Yea, true. Problem is that in theory, userspace can DoS the kernel's
use of RDRAND. Of course in practice, a userspace process preempting a
kthread for >10 seconds is probably a larger problem.

Anyway, I want to lay out the various potential solutions discussed.
As they all have some drawback, it's worth enumerating them.

==

Solution A) WARN_ON_ONCE(is_early_boot)/BUG_ON(is_early_boot) in the
RDRAND failure path (> 10 retries).

The biggest advantage here is that this is super simple and isn't
CoCo-specific. The premise is that if RDRAND fails 10 times in a row
before userspace has started, it's most definitely a hardware problem.
Systems-wise, the drawback is that, in a VM, it alternatively might be
a guest-guest DoS attack on RDRAND, or in the CoCo case, a host-guest
DoS attack (which is presumably easier because the host controls
scheduling). In the CoCo case, not booting is better than losing
confidentiality. In the non-CoCo case, that seems like theoretically a
DoS we might not want. RNG-wise, the drawback is that this doesn't
help deal with secure reseeding later in time, which is a RNG property
that we otherwise enjoy.

Solution B) BUG_ON(is_early_boot && is_coco_system) in the RDRAND
failure path (> 10 retries).

This is slightly less simple than A, because we have to plumb
CoCo-detection through to the RDRAND helper. [Side note: I feel
ridiculous typing 'CoCo'.] Systems-wise, I don't see drawbacks.
RNG-wise, the drawback is that this doesn't help deal with secure
reseeding later in time, which is a RNG property that we otherwise
enjoy.

Solution C) WARN_ONCE()/BUG() in the RDRAND failure path (> 10 retries).

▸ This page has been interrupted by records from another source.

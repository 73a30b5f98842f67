//! # Host Options
//!
//! [`RawOptions`] mirrors the `[ESC_POS]` section a photo-booth host keeps in
//! its configuration. Values arrive as strings where an empty string means
//! "not set", and are validated exactly once by [`RawOptions::resolve`].
//!
//! ```json
//! {
//!   "serial_device": "/dev/ttyS0",
//!   "target_width": 384,
//!   "baudrate": "9600",
//!   "pre_cancel": true,
//!   "invert": true,
//!   "contrast": "1.3",
//!   "gamma": "",
//!   "limit_lines": ""
//! }
//! ```
//!
//! A value that fails validation is reported as a warning and left out, so
//! the print uses the default for that setting.

use std::fs;
use std::path::{Path, PathBuf};
use std::str::FromStr;
use std::time::Duration;

use serde::Deserialize;

use crate::config::{DEFAULT_TARGET_WIDTH, PrintParameters};
use crate::diagnostics::Diagnostics;
use crate::error::PrintError;

/// Unvalidated host options. Missing keys take the host's defaults.
#[derive(Debug, Clone, PartialEq, Deserialize)]
#[serde(default)]
pub struct RawOptions {
    pub serial_device: String,
    pub target_width: u32,
    pub baudrate: String,
    pub no_autorotate: bool,
    pub pre_cancel: bool,
    pub invert: bool,
    pub no_dither: bool,
    /// Only read when `no_dither` is set
    pub threshold: String,
    pub contrast: String,
    pub gamma: String,
    pub chunk: String,
    pub line_sleep: String,
    pub limit_lines: String,
    pub preview: String,
    pub dry_run: String,
}

impl Default for RawOptions {
    fn default() -> Self {
        Self {
            serial_device: "/dev/ttyS0".to_string(),
            target_width: DEFAULT_TARGET_WIDTH,
            baudrate: "9600".to_string(),
            no_autorotate: false,
            pre_cancel: true,
            invert: true,
            no_dither: false,
            threshold: "130".to_string(),
            contrast: "1.3".to_string(),
            gamma: String::new(),
            chunk: "4096".to_string(),
            line_sleep: "0.02".to_string(),
            limit_lines: String::new(),
            preview: String::new(),
            dry_run: String::new(),
        }
    }
}

impl RawOptions {
    /// Parse options from a JSON document.
    pub fn from_json(text: &str) -> Result<Self, PrintError> {
        serde_json::from_str(text)
            .map_err(|e| PrintError::invalid("options", "<json>", e.to_string()))
    }

    /// Load options from a JSON file.
    pub fn load(path: &Path) -> Result<Self, PrintError> {
        let text = fs::read_to_string(path)?;
        serde_json::from_str(&text)
            .map_err(|e| PrintError::invalid("options", path.display(), e.to_string()))
    }

    /// Validate every option and build the parameters for printing `image`.
    ///
    /// Invalid values are reported through `diag` and replaced by defaults.
    pub fn resolve(&self, image: impl Into<PathBuf>, diag: &dyn Diagnostics) -> PrintParameters {
        let mut params = PrintParameters {
            image: image.into(),
            device: non_empty(&self.serial_device).map(str::to_string),
            autorotate: !self.no_autorotate,
            pre_cancel: self.pre_cancel,
            invert: self.invert,
            dither: !self.no_dither,
            preview: non_empty(&self.preview).map(PathBuf::from),
            dry_run: non_empty(&self.dry_run).map(PathBuf::from),
            ..Default::default()
        };

        if self.target_width > 0 {
            params.target_width = self.target_width;
        } else {
            skip(diag, PrintError::invalid("target_width", 0, "must be > 0"));
        }

        if let Some(baud) = checked(diag, "baudrate", &self.baudrate, positive::<u32>) {
            params.baud = baud;
        }
        if self.no_dither {
            if let Some(threshold) = checked(diag, "threshold", &self.threshold, byte_level) {
                params.threshold = threshold;
            }
        }
        if let Some(contrast) = checked(diag, "contrast", &self.contrast, positive_finite) {
            params.contrast = contrast;
        }
        if let Some(gamma) = checked(diag, "gamma", &self.gamma, positive_finite) {
            params.gamma = gamma;
        }
        if let Some(chunk) = checked(diag, "chunk", &self.chunk, positive::<usize>) {
            params.chunk_size = chunk;
        }
        if let Some(sleep) = checked(diag, "line_sleep", &self.line_sleep, seconds) {
            params.line_sleep = sleep;
        }
        if let Some(limit) = checked(diag, "limit_lines", &self.limit_lines, row_count) {
            params.row_limit = Some(limit);
        }

        params
    }
}

fn non_empty(value: &str) -> Option<&str> {
    let trimmed = value.trim();
    (!trimmed.is_empty()).then_some(trimmed)
}

fn skip(diag: &dyn Diagnostics, err: PrintError) {
    diag.warn(&format!("{} (skipped)", err));
}

/// Run `validate` on a non-empty value; log and drop it on failure.
fn checked<T>(
    diag: &dyn Diagnostics,
    name: &'static str,
    raw: &str,
    validate: fn(&str) -> Result<T, &'static str>,
) -> Option<T> {
    let value = non_empty(raw)?;
    match validate(value) {
        Ok(parsed) => Some(parsed),
        Err(reason) => {
            skip(diag, PrintError::invalid(name, value, reason));
            None
        }
    }
}

fn parse<T: FromStr>(value: &str) -> Result<T, &'static str> {
    value.parse().map_err(|_| "not a number")
}

fn positive<T: FromStr + PartialOrd + Default>(value: &str) -> Result<T, &'static str> {
    let parsed: T = parse(value)?;
    if parsed > T::default() { Ok(parsed) } else { Err("must be > 0") }
}

fn byte_level(value: &str) -> Result<u8, &'static str> {
    let parsed: i64 = parse(value)?;
    u8::try_from(parsed).map_err(|_| "must be within 0..255")
}

fn positive_finite(value: &str) -> Result<f32, &'static str> {
    let parsed: f32 = parse(value)?;
    if parsed.is_finite() && parsed > 0.0 {
        Ok(parsed)
    } else {
        Err("must be a finite number > 0")
    }
}

fn seconds(value: &str) -> Result<Duration, &'static str> {
    let parsed: f64 = parse(value)?;
    Duration::try_from_secs_f64(parsed).map_err(|_| "must be a finite number of seconds >= 0")
}

fn row_count(value: &str) -> Result<u32, &'static str> {
    let parsed: i64 = parse(value)?;
    if parsed < 0 {
        return Err("must be >= 0");
    }
    Ok(u32::try_from(parsed).unwrap_or(u32::MAX))
}

// ============================================================================
// TESTS
// ============================================================================

#[cfg(test)]
mod tests {
    use super::*;
    use crate::diagnostics::MemoryDiagnostics;
    use log::Level;

    #[test]
    fn test_host_defaults() {
        let diag = MemoryDiagnostics::new();
        let params = RawOptions::default().resolve("photo.jpg", &diag);

        assert_eq!(params.image, PathBuf::from("photo.jpg"));
        assert_eq!(params.device.as_deref(), Some("/dev/ttyS0"));
        assert_eq!(params.target_width, 384);
        assert_eq!(params.baud, 9600);
        assert!(params.pre_cancel);
        assert!(params.invert);
        assert!(params.dither);
        // threshold ignored while dithering
        assert_eq!(params.threshold, 128);
        assert_eq!(params.contrast, 1.3);
        assert_eq!(params.gamma, 1.0);
        assert_eq!(params.line_sleep, Duration::from_millis(20));
        assert_eq!(params.row_limit, None);
        assert_eq!(params.preview, None);
        assert_eq!(params.dry_run, None);
        assert!(diag.messages(Level::Warn).is_empty());
    }

    #[test]
    fn test_threshold_read_with_no_dither() {
        let raw = RawOptions {
            no_dither: true,
            ..Default::default()
        };
        let params = raw.resolve("a.png", &MemoryDiagnostics::new());
        assert!(!params.dither);
        assert_eq!(params.threshold, 130);
    }

    #[test]
    fn test_invalid_values_are_skipped_with_warning() {
        let raw = RawOptions {
            baudrate: "fast".to_string(),
            contrast: "-1".to_string(),
            gamma: "NaN".to_string(),
            chunk: "0".to_string(),
            line_sleep: "-0.5".to_string(),
            limit_lines: "-3".to_string(),
            no_dither: true,
            threshold: "300".to_string(),
            ..Default::default()
        };
        let diag = MemoryDiagnostics::new();
        let params = raw.resolve("a.png", &diag);

        let defaults = PrintParameters::default();
        assert_eq!(params.baud, defaults.baud);
        assert_eq!(params.contrast, defaults.contrast);
        assert_eq!(params.gamma, defaults.gamma);
        assert_eq!(params.chunk_size, defaults.chunk_size);
        assert_eq!(params.line_sleep, defaults.line_sleep);
        assert_eq!(params.row_limit, None);
        assert_eq!(params.threshold, defaults.threshold);

        assert_eq!(diag.messages(Level::Warn).len(), 7);
        assert!(diag.contains("Invalid value for baudrate: 'fast' (not a number) (skipped)"));
        assert!(diag.contains("Invalid value for threshold: '300'"));
    }

    #[test]
    fn test_empty_strings_mean_unset() {
        let raw = RawOptions {
            baudrate: "  ".to_string(),
            contrast: String::new(),
            chunk: String::new(),
            line_sleep: String::new(),
            serial_device: String::new(),
            ..Default::default()
        };
        let diag = MemoryDiagnostics::new();
        let params = raw.resolve("a.png", &diag);
        assert_eq!(params.baud, 9600);
        assert_eq!(params.device, None);
        assert!(diag.entries().is_empty());
    }

    #[test]
    fn test_values_are_trimmed_and_parsed() {
        let raw = RawOptions {
            baudrate: " 19200 ".to_string(),
            gamma: "1.8".to_string(),
            limit_lines: "120".to_string(),
            line_sleep: "0".to_string(),
            preview: "/tmp/preview.png".to_string(),
            dry_run: "/tmp/job.bin".to_string(),
            ..Default::default()
        };
        let params = raw.resolve("a.png", &MemoryDiagnostics::new());
        assert_eq!(params.baud, 19200);
        assert_eq!(params.gamma, 1.8);
        assert_eq!(params.row_limit, Some(120));
        assert_eq!(params.line_sleep, Duration::ZERO);
        assert_eq!(params.preview, Some(PathBuf::from("/tmp/preview.png")));
        assert_eq!(params.dry_run, Some(PathBuf::from("/tmp/job.bin")));
    }

    #[test]
    fn test_huge_line_sleep_is_skipped() {
        for value in ["1e300", "inf", "-1e-9"] {
            let raw = RawOptions {
                line_sleep: value.to_string(),
                ..Default::default()
            };
            let diag = MemoryDiagnostics::new();
            let params = raw.resolve("a.png", &diag);
            assert_eq!(params.line_sleep, Duration::from_millis(20), "value {value}");
            assert!(diag.contains("Invalid value for line_sleep"), "value {value}");
        }
    }

    #[test]
    fn test_zero_target_width_falls_back() {
        let raw = RawOptions {
            target_width: 0,
            ..Default::default()
        };
        let diag = MemoryDiagnostics::new();
        assert_eq!(raw.resolve("a.png", &diag).target_width, 384);
        assert!(diag.contains("target_width"));
    }

    #[test]
    fn test_from_json_partial() {
        let raw = RawOptions::from_json(r#"{"serial_device": "/dev/ttyUSB0", "invert": false}"#).unwrap();
        assert_eq!(raw.serial_device, "/dev/ttyUSB0");
        assert!(!raw.invert);
        assert!(raw.pre_cancel);
        assert_eq!(raw.chunk, "4096");
    }

    #[test]
    fn test_from_json_rejects_wrong_types() {
        let err = RawOptions::from_json(r#"{"target_width": "wide"}"#).unwrap_err();
        assert!(matches!(err, PrintError::InvalidParameter { name: "options", .. }));
    }
}
//! # ESC/POS Control Commands
//!
//! Byte builders for the handful of ESC/POS commands this crate sends around
//! a raster print: cancel, reset, line spacing, paper feed and partial cut.
//!
//! ## Escape Sequence Structure
//!
//! - Single byte: `LF`, `CAN`
//! - Two bytes: `ESC @`, `ESC 2`
//! - Multi-byte with parameters: `GS V m`, `GS v 0 m xL xH yL yH`
//!
//! ## Byte Order
//!
//! Multi-byte integers use **little-endian** encoding:
//! - `u16` value 0x1234 is sent as bytes `[0x34, 0x12]`

// ============================================================================
// ESCAPE SEQUENCE CONSTANTS
// ============================================================================

/// ESC (Escape) - Command prefix byte
pub const ESC: u8 = 0x1B;

/// GS (Group Separator) - Extended command prefix
///
/// Used for cutter control and raster graphics (`GS V`, `GS v 0`).
pub const GS: u8 = 0x1D;

/// LF (Line Feed) - Print and advance one line
pub const LF: u8 = 0x0A;

/// CAN (Cancel) - Discard data in the current print buffer
pub const CAN: u8 = 0x18;

/// Text sent by [`hello`].
pub const HELLO_TEXT: &[u8] = b"Hello ESC/POS!\n\n";

// ============================================================================
// INITIALIZATION COMMANDS
// ============================================================================

/// # Initialize Printer (ESC @)
///
/// Clears the print buffer and resets modes to their power-on defaults.
///
/// | Format  | Bytes |
/// |---------|-------|
/// | ASCII   | ESC @ |
/// | Hex     | 1B 40 |
///
/// ```
/// use escpos_raster::protocol::commands;
///
/// assert_eq!(commands::init(), vec![0x1B, 0x40]);
/// ```
#[inline]
pub fn init() -> Vec<u8> {
    vec![ESC, b'@']
}

/// # Cancel Buffer (CAN CAN CAN)
///
/// Sent three times so a printer stuck mid-command still sees at least one
/// CAN outside a parameter byte.
#[inline]
pub fn cancel() -> Vec<u8> {
    vec![CAN, CAN, CAN]
}

/// # Default Line Spacing (ESC 2)
///
/// | Format  | Bytes |
/// |---------|-------|
/// | ASCII   | ESC 2 |
/// | Hex     | 1B 32 |
#[inline]
pub fn line_spacing_default() -> Vec<u8> {
    vec![ESC, b'2']
}

// ============================================================================
// PAPER CONTROL
// ============================================================================

/// Feed `n` lines with bare line feeds.
#[inline]
pub fn feed_lines(n: usize) -> Vec<u8> {
    vec![LF; n]
}

/// # Partial Cut (GS V 1)
///
/// Cuts leaving a small hinge. Printers without a cutter ignore it.
///
/// | Format  | Bytes    |
/// |---------|----------|
/// | ASCII   | GS V 1   |
/// | Hex     | 1D 56 01 |
#[inline]
pub fn cut_partial() -> Vec<u8> {
    vec![GS, b'V', 1]
}

// ============================================================================
// JOB SEQUENCES
// ============================================================================

/// Bytes sent before the first raster band: `ESC @`, `ESC 2`.
pub fn job_preamble() -> Vec<u8> {
    let mut data = init();
    data.extend(line_spacing_default());
    data
}

/// Bytes sent after the last raster band: three line feeds and a partial cut.
pub fn job_trailer() -> Vec<u8> {
    let mut data = feed_lines(3);
    data.extend(cut_partial());
    data
}

/// Cancel/reset sequence: `CAN×3`, `ESC @`, two line feeds, partial cut.
pub fn cancel_and_reset() -> Vec<u8> {
    let mut data = cancel();
    data.extend(init());
    data.extend(feed_lines(2));
    data.extend(cut_partial());
    data
}

/// Connectivity test: `ESC @`, a short text line, partial cut.
pub fn hello() -> Vec<u8> {
    let mut data = init();
    data.extend_from_slice(HELLO_TEXT);
    data.extend(cut_partial());
    data
}

// ============================================================================
// HELPER FUNCTIONS
// ============================================================================

/// Encode a u16 value as little-endian bytes [low, high]
///
/// ```
/// use escpos_raster::protocol::commands::u16_le;
///
/// assert_eq!(u16_le(0x1234), [0x34, 0x12]);
/// assert_eq!(u16_le(48), [0x30, 0x00]); // 384 dots = 48 bytes
/// ```
#[inline]
pub const fn u16_le(value: u16) -> [u8; 2] {
    [value as u8, (value >> 8) as u8]
}

// ============================================================================
// TESTS
// ============================================================================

The advantage here is also simplicity, and the fact that it "ensures"
we'll be able to securely reseed later on. Systems-wise, the drawback
is that userspace can in theory DoS the kernel's RDRAND and cause a
crash.

Solution D) BUG_ON(is_coco_system) in the RDRAND failure path (> 10 retries).

This is slightly less simple than A, because we have to plumb
CoCo-detection through to the RDRAND helper, but it "ensures" we'll be
able to securely reseed later on. Systems-wise, the drawback is that
userspace can in theory DoS the kernel's RDRAND and cause a crash.

Solution E) BUG() in a new time-based RDRAND failure path on CoCo
systems (> 10 seconds).

This adds a lot of complexity, and we'd need some alternative code
path for CoCo with an infinite loop that breaks on a jiffies
comparison. But it at least makes it harder for userspace to DoS the
kernel's use of RDRAND, because it seems hard for a user thread to
preempt a kthread for that long, though maybe somebody has some nasty
scheduler tricks here that would break that hope.

Solution F) Loop forever in RDRAND on CoCo systems.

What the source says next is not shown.